→ **HOW TO COMPLETE THIS TASK**
Each line of the entries below that holds "removed" is needed, copied in full.
DATA SHOWN Block Start
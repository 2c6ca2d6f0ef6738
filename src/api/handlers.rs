//! API Handlers
//!
//! HTTP request handlers for each cache server endpoint.

use std::sync::Arc;
use tokio::sync::RwLock;

use axum::{
    extract::{Path, State},
    Json,
};
use serde_json::Value;

use crate::config::Config;
use crate::error::{CacheError, Result};
use crate::models::{
    ClearResponse, DeleteResponse, DumpResponse, GetResponse, HealthResponse, SetRequest,
    SetResponse, StatsResponse,
};
use crate::persist::{FsStorage, PersistentCache, Storage};

/// The cache served over HTTP: string keys, arbitrary JSON values.
pub type ServedCache = PersistentCache<String, Value, Arc<dyn Storage>>;

/// Application state shared across all handlers.
///
/// The write lock is held across each mutation and its snapshot write, so
/// two mutations never interleave.
#[derive(Clone)]
pub struct AppState {
    pub cache: Arc<RwLock<ServedCache>>,
}

impl AppState {
    /// Creates a new AppState around an opened cache.
    pub fn new(cache: ServedCache) -> Self {
        Self {
            cache: Arc::new(RwLock::new(cache)),
        }
    }

    /// Opens the configured cache on the file system.
    pub fn from_config(config: &Config) -> Result<Self> {
        let storage: Arc<dyn Storage> = Arc::new(FsStorage::new());
        let cache = PersistentCache::open(config.persist_options(), storage)?;
        Ok(Self::new(cache))
    }
}

/// Runs `op` against the cache under the write lock on the blocking pool.
///
/// Mutations write the snapshot to disk before returning, so they must not
/// run on an async worker.
async fn with_cache<T, F>(state: &AppState, op: F) -> Result<T>
where
    F: FnOnce(&mut ServedCache) -> Result<T> + Send + 'static,
    T: Send + 'static,
{
    let cache = state.cache.clone();
    tokio::task::spawn_blocking(move || {
        let mut cache = cache.blocking_write();
        op(&mut cache)
    })
    .await?
}

/// Handler for PUT /set
///
/// Stores a value with optional TTL and size, then persists the cache.
pub async fn set_handler(
    State(state): State<AppState>,
    Json(req): Json<SetRequest>,
) -> Result<Json<SetResponse>> {
    if let Some(error_msg) = req.validate() {
        return Err(CacheError::InvalidRequest(error_msg));
    }

    let opts = req.set_options();
    let key = req.key.clone();
    let (stored, max_size) = with_cache(&state, move |cache| {
        let stored = cache.set(req.key, req.value, opts)?;
        Ok((stored, cache.inner().options().max_size))
    })
    .await?;

    if !stored {
        return Err(CacheError::InvalidRequest(format!(
            "Entry for '{}' is larger than the cache's max_size ({})",
            key,
            max_size.unwrap_or(u64::MAX)
        )));
    }

    Ok(Json(SetResponse::new(key)))
}

/// Handler for GET /get/:key
pub async fn get_handler(
    State(state): State<AppState>,
    Path(key): Path<String>,
) -> Result<Json<GetResponse>> {
    // Write lock: a hit updates recency and stats
    let mut cache = state.cache.write().await;
    let now = cache.inner().now_ms();
    let entry = cache
        .get_entry(key.as_str())
        .ok_or_else(|| CacheError::NotFound(key.clone()))?;
    let ttl_remaining = entry.ttl_remaining_ms(now);
    let value = entry.value.clone();

    Ok(Json(GetResponse::new(key, value).with_ttl_remaining(ttl_remaining)))
}

/// Handler for DELETE /del/:key
///
/// The snapshot is rewritten even when the key was absent.
pub async fn delete_handler(
    State(state): State<AppState>,
    Path(key): Path<String>,
) -> Result<Json<DeleteResponse>> {
    let target = key.clone();
    let removed = with_cache(&state, move |cache| cache.delete(target.as_str())).await?;
    if !removed {
        return Err(CacheError::NotFound(key));
    }

    Ok(Json(DeleteResponse::new(key)))
}

/// Handler for DELETE /clear
pub async fn clear_handler(State(state): State<AppState>) -> Result<Json<ClearResponse>> {
    let cleared = with_cache(&state, |cache| {
        let cleared = cache.len();
        cache.clear()?;
        Ok(cleared)
    })
    .await?;

    Ok(Json(ClearResponse::new(cleared)))
}

/// Handler for POST /dump
///
/// Writes the current snapshot, including recency changes made by reads.
pub async fn dump_handler(State(state): State<AppState>) -> Result<Json<DumpResponse>> {
    let (path, entries) = with_cache(&state, |cache| {
        cache.dump()?;
        Ok((cache.path().display().to_string(), cache.len()))
    })
    .await?;

    Ok(Json(DumpResponse::new(path, entries)))
}

/// Handler for GET /snapshot
///
/// Returns the in-memory snapshot, least recently used first.
pub async fn snapshot_handler(State(state): State<AppState>) -> Result<Json<Value>> {
    let cache = state.cache.read().await;
    let snapshot = serde_json::to_value(cache.snapshot())?;

    Ok(Json(snapshot))
}

/// Handler for GET /stats
pub async fn stats_handler(State(state): State<AppState>) -> Json<StatsResponse> {
    let cache = state.cache.read().await;
    Json(StatsResponse::from(cache.stats()))
}

/// Handler for GET /health
pub async fn health_handler() -> Json<HealthResponse> {
    Json(HealthResponse::healthy())
}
DATA SHOWN Block End
→ **ANSWER TO THE EXERCISE**
    let removed = with_cache(&state, move |cache| cache.delete(target.as_str())).await?;
    if !removed {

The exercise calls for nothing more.